The required result is each line of the entries below containing the string "async".

************

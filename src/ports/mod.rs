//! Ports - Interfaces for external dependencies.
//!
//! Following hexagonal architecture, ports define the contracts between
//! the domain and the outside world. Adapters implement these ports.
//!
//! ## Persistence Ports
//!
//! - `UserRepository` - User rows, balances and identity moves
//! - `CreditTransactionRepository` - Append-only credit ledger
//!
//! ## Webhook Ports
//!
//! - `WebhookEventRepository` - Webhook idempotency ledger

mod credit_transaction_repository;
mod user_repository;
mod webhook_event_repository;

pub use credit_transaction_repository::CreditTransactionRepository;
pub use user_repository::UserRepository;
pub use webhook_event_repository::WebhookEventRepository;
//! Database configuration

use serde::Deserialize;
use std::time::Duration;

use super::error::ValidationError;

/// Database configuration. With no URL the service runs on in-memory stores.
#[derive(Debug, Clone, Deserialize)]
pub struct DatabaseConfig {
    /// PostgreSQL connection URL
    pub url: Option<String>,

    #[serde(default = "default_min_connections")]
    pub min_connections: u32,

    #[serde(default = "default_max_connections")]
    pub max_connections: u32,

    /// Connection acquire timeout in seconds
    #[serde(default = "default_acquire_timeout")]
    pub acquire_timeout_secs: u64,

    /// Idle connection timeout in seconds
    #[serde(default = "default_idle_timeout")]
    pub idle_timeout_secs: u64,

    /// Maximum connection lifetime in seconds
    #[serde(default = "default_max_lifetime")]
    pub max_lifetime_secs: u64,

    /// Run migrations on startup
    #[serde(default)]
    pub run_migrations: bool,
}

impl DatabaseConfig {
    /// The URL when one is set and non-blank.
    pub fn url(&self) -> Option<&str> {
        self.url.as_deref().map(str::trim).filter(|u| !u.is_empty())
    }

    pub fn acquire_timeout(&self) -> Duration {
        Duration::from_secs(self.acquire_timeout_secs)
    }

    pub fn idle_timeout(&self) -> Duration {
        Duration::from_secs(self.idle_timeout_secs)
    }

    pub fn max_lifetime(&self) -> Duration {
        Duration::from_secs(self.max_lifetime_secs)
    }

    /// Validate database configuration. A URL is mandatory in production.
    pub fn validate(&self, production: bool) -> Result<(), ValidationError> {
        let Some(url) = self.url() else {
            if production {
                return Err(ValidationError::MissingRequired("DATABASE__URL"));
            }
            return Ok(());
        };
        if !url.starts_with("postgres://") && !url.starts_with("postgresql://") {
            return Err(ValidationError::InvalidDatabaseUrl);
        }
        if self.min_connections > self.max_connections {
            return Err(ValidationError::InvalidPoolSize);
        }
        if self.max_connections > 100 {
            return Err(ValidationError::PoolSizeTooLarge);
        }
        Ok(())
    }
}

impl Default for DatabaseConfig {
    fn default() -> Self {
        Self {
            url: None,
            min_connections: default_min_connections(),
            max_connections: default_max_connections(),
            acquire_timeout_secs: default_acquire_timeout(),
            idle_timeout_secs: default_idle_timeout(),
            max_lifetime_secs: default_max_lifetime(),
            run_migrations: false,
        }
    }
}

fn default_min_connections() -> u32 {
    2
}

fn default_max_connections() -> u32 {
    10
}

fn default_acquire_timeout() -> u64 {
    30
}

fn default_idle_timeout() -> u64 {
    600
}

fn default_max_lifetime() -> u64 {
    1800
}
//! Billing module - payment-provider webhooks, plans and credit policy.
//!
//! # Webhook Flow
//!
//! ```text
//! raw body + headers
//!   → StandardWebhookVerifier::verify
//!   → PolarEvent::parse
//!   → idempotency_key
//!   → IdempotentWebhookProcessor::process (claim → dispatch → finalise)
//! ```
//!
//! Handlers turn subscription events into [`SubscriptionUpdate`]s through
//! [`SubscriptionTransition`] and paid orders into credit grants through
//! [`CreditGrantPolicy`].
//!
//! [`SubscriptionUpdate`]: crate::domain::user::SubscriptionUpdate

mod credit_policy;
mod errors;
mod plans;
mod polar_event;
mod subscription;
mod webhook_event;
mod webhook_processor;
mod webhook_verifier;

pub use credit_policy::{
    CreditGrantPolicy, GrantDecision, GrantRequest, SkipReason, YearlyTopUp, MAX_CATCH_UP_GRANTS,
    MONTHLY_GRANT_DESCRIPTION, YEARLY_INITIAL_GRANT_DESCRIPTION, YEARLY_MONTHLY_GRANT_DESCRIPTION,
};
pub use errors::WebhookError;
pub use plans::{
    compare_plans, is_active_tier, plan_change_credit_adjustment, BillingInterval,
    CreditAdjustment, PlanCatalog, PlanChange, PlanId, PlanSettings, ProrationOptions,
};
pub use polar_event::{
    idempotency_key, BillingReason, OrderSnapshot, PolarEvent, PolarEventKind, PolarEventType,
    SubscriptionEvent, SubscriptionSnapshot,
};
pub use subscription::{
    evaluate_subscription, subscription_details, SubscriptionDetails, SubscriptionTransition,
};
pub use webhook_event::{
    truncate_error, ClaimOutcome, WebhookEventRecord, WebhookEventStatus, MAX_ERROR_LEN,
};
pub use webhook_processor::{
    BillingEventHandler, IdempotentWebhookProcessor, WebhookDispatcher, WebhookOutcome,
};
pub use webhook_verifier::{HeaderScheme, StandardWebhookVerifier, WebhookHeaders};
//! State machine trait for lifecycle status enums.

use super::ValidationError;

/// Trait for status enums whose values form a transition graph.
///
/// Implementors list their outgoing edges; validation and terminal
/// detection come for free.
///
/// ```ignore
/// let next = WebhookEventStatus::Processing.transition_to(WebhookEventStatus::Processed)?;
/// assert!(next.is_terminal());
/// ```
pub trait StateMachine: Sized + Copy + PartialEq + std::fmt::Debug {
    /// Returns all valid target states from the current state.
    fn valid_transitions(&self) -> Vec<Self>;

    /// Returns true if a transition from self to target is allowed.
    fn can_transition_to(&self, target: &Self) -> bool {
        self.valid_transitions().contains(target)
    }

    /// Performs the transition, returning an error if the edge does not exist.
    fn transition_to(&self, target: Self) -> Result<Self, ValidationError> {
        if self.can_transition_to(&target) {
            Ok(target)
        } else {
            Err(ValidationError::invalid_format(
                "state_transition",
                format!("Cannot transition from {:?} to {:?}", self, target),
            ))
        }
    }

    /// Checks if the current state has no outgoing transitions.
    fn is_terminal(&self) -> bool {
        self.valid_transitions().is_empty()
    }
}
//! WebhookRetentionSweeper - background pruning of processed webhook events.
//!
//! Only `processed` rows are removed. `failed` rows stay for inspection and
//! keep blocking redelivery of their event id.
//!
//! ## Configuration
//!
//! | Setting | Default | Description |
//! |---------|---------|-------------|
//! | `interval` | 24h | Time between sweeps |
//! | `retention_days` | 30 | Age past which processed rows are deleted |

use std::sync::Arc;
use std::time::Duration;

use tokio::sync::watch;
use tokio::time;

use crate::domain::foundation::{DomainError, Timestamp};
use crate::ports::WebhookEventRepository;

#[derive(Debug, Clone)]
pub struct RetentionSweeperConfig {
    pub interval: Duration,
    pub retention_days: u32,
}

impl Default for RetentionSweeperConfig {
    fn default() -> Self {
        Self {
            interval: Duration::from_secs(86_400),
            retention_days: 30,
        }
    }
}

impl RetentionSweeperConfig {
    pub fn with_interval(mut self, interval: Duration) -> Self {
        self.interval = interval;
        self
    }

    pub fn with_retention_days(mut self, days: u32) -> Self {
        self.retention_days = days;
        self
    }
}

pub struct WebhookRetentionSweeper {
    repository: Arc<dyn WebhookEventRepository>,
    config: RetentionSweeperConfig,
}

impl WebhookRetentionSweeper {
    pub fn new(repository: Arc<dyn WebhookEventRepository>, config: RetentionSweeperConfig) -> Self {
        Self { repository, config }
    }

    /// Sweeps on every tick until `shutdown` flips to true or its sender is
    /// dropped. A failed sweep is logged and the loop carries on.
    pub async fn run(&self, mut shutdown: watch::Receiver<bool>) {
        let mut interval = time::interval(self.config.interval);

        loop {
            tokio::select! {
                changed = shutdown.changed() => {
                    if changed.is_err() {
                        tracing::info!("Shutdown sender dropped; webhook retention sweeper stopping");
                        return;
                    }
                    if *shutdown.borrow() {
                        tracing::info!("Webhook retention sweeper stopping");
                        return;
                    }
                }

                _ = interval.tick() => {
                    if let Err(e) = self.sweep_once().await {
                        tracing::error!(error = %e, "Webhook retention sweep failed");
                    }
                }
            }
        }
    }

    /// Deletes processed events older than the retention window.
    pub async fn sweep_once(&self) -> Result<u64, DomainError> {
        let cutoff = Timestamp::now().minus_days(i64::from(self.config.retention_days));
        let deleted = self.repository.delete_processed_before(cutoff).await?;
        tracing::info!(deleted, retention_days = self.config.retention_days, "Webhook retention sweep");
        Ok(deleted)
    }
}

************

• **Result for this exercise**
    pub async fn run(&self, mut shutdown: watch::Receiver<bool>) {
    pub async fn sweep_once(&self) -> Result<u64, DomainError> {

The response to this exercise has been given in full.